Pete Fraser, the owner of Harbor Lights, a fish and chips restaurant in Essex, U.K., said leading on sustainability involved extra effort on both the back end – making sourcing decisions, and the front end – educating customers.

“We’ve gotten a good reputation from making ethical buying decisions, which takes a lot of work,” Fraser said. “Then I took cod off my menu for a week and there was a bit of a riot by our town’s senior citizens.”

The path can be hard and lonely for restaurant owners brave enough to step outside of the restaurant’s nominal role of providing customers what they want and instead curating a more ecologically sustainable menu, said Katie Miller, the sustainable seafood coalition coordinator at ClientEarth and the NGO representative for the Seafish consumer and supply chain panel.

“Lots of consumers want sustainable but they don’t really know what that means and don’t really want to think about it,” Miller said.
Fraser agreed, saying that he took the cod off his menu to raise awareness among his customers that more sustainable alternatives than cod existed.

“To get the trust of our customers, we had to be controversial at times,” he said. “We couldn’t just toe the party line and do whatever they wanted.”

Sometimes, that stance isn’t always profitable, said Mark Palicki, vice president of marketing for Illinois-based Fortune Fish and Gourmet.

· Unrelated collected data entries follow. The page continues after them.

//! Wordwatch main entry point
//!
//! This is the command-line interface for the Wordwatch front-page tracker.

use anyhow::Context;
use clap::{Parser, ValueEnum};
use std::io::{self, BufRead, Write};
use std::path::{Path, PathBuf};
use tracing_subscriber::EnvFilter;
use wordwatch::config::{load_config_with_hash, resolve_sites, Config};
use wordwatch::crawler::{crawl, ScheduleGuard, SiteOutcome};
use wordwatch::output::{parse_answer, PersistDecider};
use wordwatch::storage::{SnapshotStore, SqliteStorage};

/// Wordwatch: a front-page word-use tracker
///
/// Wordwatch visits news front pages, follows their article links one level
/// deep, counts a configured list of terms and keeps a timestamped history
/// of the counts per site.
#[derive(Parser, Debug)]
#[command(name = "wordwatch")]
#[command(version)]
#[command(about = "A front-page word-use tracker", long_about = None)]
struct Cli {
    /// Path to TOML configuration file
    #[arg(value_name = "CONFIG")]
    config: PathBuf,

    /// Increase logging verbosity (-v, -vv, -vvv)
    #[arg(short, long, action = clap::ArgAction::Count)]
    verbose: u8,

    /// Suppress non-error output
    #[arg(short, long, conflicts_with = "verbose")]
    quiet: bool,

    /// Whether finished snapshots are committed to the database
    #[arg(long, value_enum, default_value_t = PersistArg::Always)]
    persist: PersistArg,

    /// Validate config and show what would be crawled without fetching
    #[arg(long, conflicts_with = "stats")]
    dry_run: bool,

    /// Show the stored site histories and exit
    #[arg(long, conflicts_with = "dry_run")]
    stats: bool,
}

#[derive(Clone, Copy, Debug, PartialEq, Eq, ValueEnum)]
enum PersistArg {
    Always,
    Never,
    /// Ask before the first commit and remember the answer
    Ask,
}

#[tokio::main]
async fn main() -> Result<(), Box<dyn std::error::Error>> {
    let cli = Cli::parse();

    // Setup logging based on verbosity
    setup_logging(cli.verbose, cli.quiet);

    // Load and validate configuration
    tracing::info!("Loading configuration from: {}", cli.config.display());
    let (config, config_hash) = match load_config_with_hash(&cli.config) {
        Ok((cfg, hash)) => {
            tracing::info!("Configuration loaded successfully (hash: {})", hash);
            (cfg, hash)
        }
        Err(e) => {
            tracing::error!("Failed to load configuration: {}", e);
            return Err(e.into());
        }
    };

    // Handle different modes
    if cli.dry_run {
        handle_dry_run(&config)?;
    } else if cli.stats {
        handle_stats(&config)?;
    } else {
        handle_crawl(config, &config_hash, cli.persist).await?;
    }

    Ok(())
}

/// Sets up the logging/tracing subscriber based on verbosity level
fn setup_logging(verbose: u8, quiet: bool) {
    let filter = if quiet {
        // Only show errors
        EnvFilter::new("error")
    } else {
        match verbose {
            0 => EnvFilter::new("wordwatch=info,warn"),
            1 => EnvFilter::new("wordwatch=debug,info"),
            2 => EnvFilter::new("wordwatch=trace,debug"),
            _ => EnvFilter::new("trace"),
        }
    };

    tracing_subscriber::fmt()
        .with_env_filter(filter)
        .with_target(false)
        .with_thread_ids(false)
        .with_file(false)
        .init();
}

/// Handles the --dry-run mode: validates config and shows what would be crawled
fn handle_dry_run(config: &Config) -> anyhow::Result<()> {
    println!("=== Wordwatch Dry Run ===\n");

    println!("Crawler Configuration:");
    println!(
        "  Freshness window: {} minutes",
        config.crawler.freshness_window_minutes
    );
    println!("  Politeness delay: {}ms", config.crawler.politeness_delay_ms);
    println!(
        "  Max concurrent articles: {}",
        config.crawler.max_concurrent_articles
    );
    println!("  Request timeout: {}s", config.crawler.request_timeout_secs);
    println!("  Include articles: {}", config.crawler.include_articles);

    println!("\nUser Agent:");
    println!("  {}", config.user_agent.header_value());

    println!("\nOutput:");
    println!("  Database: {}", config.output.database_path);
    println!("  Backups: {}", config.output.backup_dir);

    // The database is only read when it already exists
    let database = Path::new(&config.output.database_path);
    let storage = if database.exists() {
        Some(
            SqliteStorage::new(database)
                .with_context(|| format!("opening database {}", database.display()))?,
        )
    } else {
        None
    };
    let guard = ScheduleGuard::from_config(&config.crawler);
    let now = chrono::Utc::now();

    let sites = resolve_sites(config);
    println!("\nSites ({}):", sites.len());
    let mut valid = 0;
    for entry in &sites {
        match entry {
            Ok(site) => {
                valid += 1;
                let updated_at = match &storage {
                    Some(storage) => storage.get_updated_at(&site.name)?,
                    None => None,
                };
                let status = match updated_at {
                    Some(last) if !guard.is_due(updated_at, now) => {
                        format!("not due before {}", guard.next_eligible(last).to_rfc3339())
                    }
                    Some(_) => "due".to_string(),
                    None => "due (never crawled)".to_string(),
                };
                println!("  - {}: {}", site.describe(), status);
                println!("    terms: {}", site.search_terms.join(", "));
                println!("    title attribute: {}", site.title_attribute);
            }
            Err(e) => println!("  ! {}", e),
        }
    }

    println!("\n✓ Configuration is valid");
    println!("✓ Would crawl {} of {} site entries", valid, sites.len());

    Ok(())
}

/// Handles the --stats mode: shows the stored site histories
fn handle_stats(config: &Config) -> anyhow::Result<()> {
    use wordwatch::output::{load_statistics, print_statistics};

    println!("Database: {}\n", config.output.database_path);

    let storage = SqliteStorage::new(Path::new(&config.output.database_path))
        .with_context(|| format!("opening database {}", config.output.database_path))?;
    let stats = load_statistics(&storage).context("loading site histories")?;
    print_statistics(&stats);

    Ok(())
}

/// Handles the main crawl operation
async fn handle_crawl(
    config: Config,
    config_hash: &str,
    persist: PersistArg,
) -> anyhow::Result<()> {
    tracing::info!(
        "Sites: {}, global terms: {}",
        config.sites.len(),
        config.search_terms.len()
    );

    let decider = match persist {
        PersistArg::Always => PersistDecider::always(),
        PersistArg::Never => PersistDecider::never(),
        PersistArg::Ask => PersistDecider::confirm_once(prompt_persist),
    };

    let report = match crawl(config, config_hash, decider).await {
        Ok(report) => report,
        Err(e) => {
            tracing::error!("Crawl failed: {}", e);
            return Err(e.into());
        }
    };

    println!("\n=== Run Summary ===\n");
    for site in &report.sites {
        let marker = match site.outcome {
            SiteOutcome::Completed { .. } => "✓",
            SiteOutcome::Skipped { .. } => "-",
            SiteOutcome::Failed { .. } | SiteOutcome::Invalid { .. } => "✗",
        };
        println!("  {} {}: {}", marker, site.site, site.outcome);
    }
    println!(
        "\n{} completed, {} skipped, {} failed",
        report.completed(),
        report.skipped(),
        report.failed()
    );

    Ok(())
}

/// Asks on stdin whether snapshots should be committed
fn prompt_persist(site: &str) -> bool {
    print!(
        "Persist the snapshot of {} and all following sites? (y/n/yy): ",
        site
    );
    if io::stdout().flush().is_err() {
        return false;
    }

    let mut line = String::new();
    match io::stdin().lock().read_line(&mut line) {
        Ok(_) => parse_answer(&line),
        Err(e) => {
            tracing::warn!("Could not read answer: {}", e);
            false
        }
    }
}
//! Output module for everything a pass leaves behind outside the store
//!
//! This module handles:
//! - Writing local JSON backups of site records
//! - Deciding whether a snapshot is committed (persistence policy)
//! - Summarizing stored histories for the `--stats` mode

mod backup;
mod persist;
pub mod stats;

pub use backup::BackupWriter;
pub use persist::{parse_answer, Confirm, PersistDecider, PersistPolicy};
pub use stats::{load_statistics, print_statistics, SiteHistoryStats};
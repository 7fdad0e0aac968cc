//! Local JSON backups of site records
//!
//! Every completed pass writes `<backup-dir>/<site>_dump.json` before the
//! persistence policy is consulted, so a declined or failed commit never
//! loses the crawl result.

use crate::snapshot::SiteRecord;
use crate::WordwatchError;
use std::fs;
use std::path::PathBuf;

/// Writes site records into one directory
#[derive(Debug, Clone)]
pub struct BackupWriter {
    dir: PathBuf,
}

impl BackupWriter {
    pub fn new(dir: impl Into<PathBuf>) -> Self {
        Self { dir: dir.into() }
    }

    /// Path of the backup file for `site`
    pub fn path_for(&self, site: &str) -> PathBuf {
        self.dir.join(format!("{}_dump.json", site))
    }

    /// Writes `record`, replacing any previous backup of the same site
    ///
    /// The JSON goes to a temporary file first and is renamed into place, so
    /// a reader never sees a half-written backup.
    pub fn write(&self, record: &SiteRecord) -> Result<PathBuf, WordwatchError> {
        fs::create_dir_all(&self.dir)?;

        let path = self.path_for(&record.name);
        let tmp = self.dir.join(format!(".{}_dump.json.tmp", record.name));

        let json = serde_json::to_string_pretty(record)?;
        fs::write(&tmp, json)?;
        fs::rename(&tmp, &path)?;

        tracing::info!("Backup written to {}", path.display());
        Ok(path)
    }

    /// Reads the backup of `site`, if one exists
    pub fn read(&self, site: &str) -> Result<Option<SiteRecord>, WordwatchError> {
        let path = self.path_for(site);
        if !path.exists() {
            return Ok(None);
        }
        let content = fs::read_to_string(&path)?;
        Ok(Some(serde_json::from_str(&content)?))
    }
}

“You have to look at it as a donation,” he said. “Hopefully, you get a return on it, but if you don’t, you can still look at it as the right thing to do – a donation to the future of fisheries.”

Richard Stavis, the CEO of Stavis Seafoods in Boston, said having no competitors who aim for sustainability can be as much a burden as it is a possible advantage.

“You become the driver of change, and that puts a burden on you in terms of education,” he said.

Stavis praised the Sustainable Seafood Coalition for providing seafood buyers a universal platform to address the issue of sustainability in seafood. He divided the issue of sustainability from a seafood buyer’s perspective into six categories: certifications, fishery improvement projects, nutrition, social welfare, responsible aquaculture and additional beneficial actions.

“SSC has provided us a universal platform, where everybody is using the same rules and the same vocabulary,” Stavis said.
However, he warned that added knowledge of the sustainability issue in seafood can become a burden due to the complexity and nuance of the issue.

“Sustainability becomes an archetype, impossible to achieve,” he said. “I try to avoid the term altogether and instead aim for responsible.”